Over 900,000 Users Tricked by Malicious Chromium Extensions Posing as AI Assistants

Over 900,000 Users Tricked by Malicious Chromium Extensions Posing as AI Assistants

Cybersecurity researchers have uncovered a massive, coordinated campaign utilizing malicious browser extensions that masquerade as helpful AI chatbots and productivity assistants. These extensions managed to bypass official web store security checks and amassed nearly 900,000 installations before being removed.

Deceptive Capabilities

The extensions were aggressively marketed as tools to integrate ChatGPT, Claude, and specialized generative AI writing features directly into the browser.

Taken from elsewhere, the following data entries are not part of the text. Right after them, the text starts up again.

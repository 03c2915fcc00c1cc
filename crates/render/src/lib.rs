//! Rendering interface: renderer-agnostic types and the renderer trait.
//!
//! # Invariants
//! - Renderers read scene state; they never mutate it.
//! - A `Viewport` is a value: every consumer updated from the same value
//!   observes the same width, height, and pixel ratio.

mod renderer;
mod viewport;

pub use renderer::{DebugTextRenderer, RenderView, SceneRenderer};
pub use viewport::{BloomSettings, Viewport};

While they did provide some basic chat capability (often proxying requests to legitimate APIs), their primary function was silent data harvesting.

Advertised Features

  • In-browser AI chat
  • Content summarization
  • Grammar correction

Hidden Malicious Actions

  • Stealing session cookies
  • Harvesting LLM chat history
  • Injecting affiliate links

The Threat to Enterprise Data

The most concerning aspect of this campaign is its targeting of LLM chat content. Employees frequently input sensitive corporate data, source code, and strategic documents into AI chatbots. These malicious extensions silently monitored the DOM and exfiltrated raw chat histories to external command-and-control servers.

Corporate Defense Recommendation Enterprises should strictly enforce browser extension allowlists through Group Policy or MDM solutions, explicitly banning unauthorized "AI assistant" plugins that request broad "read and change all your data on all websites" permissions.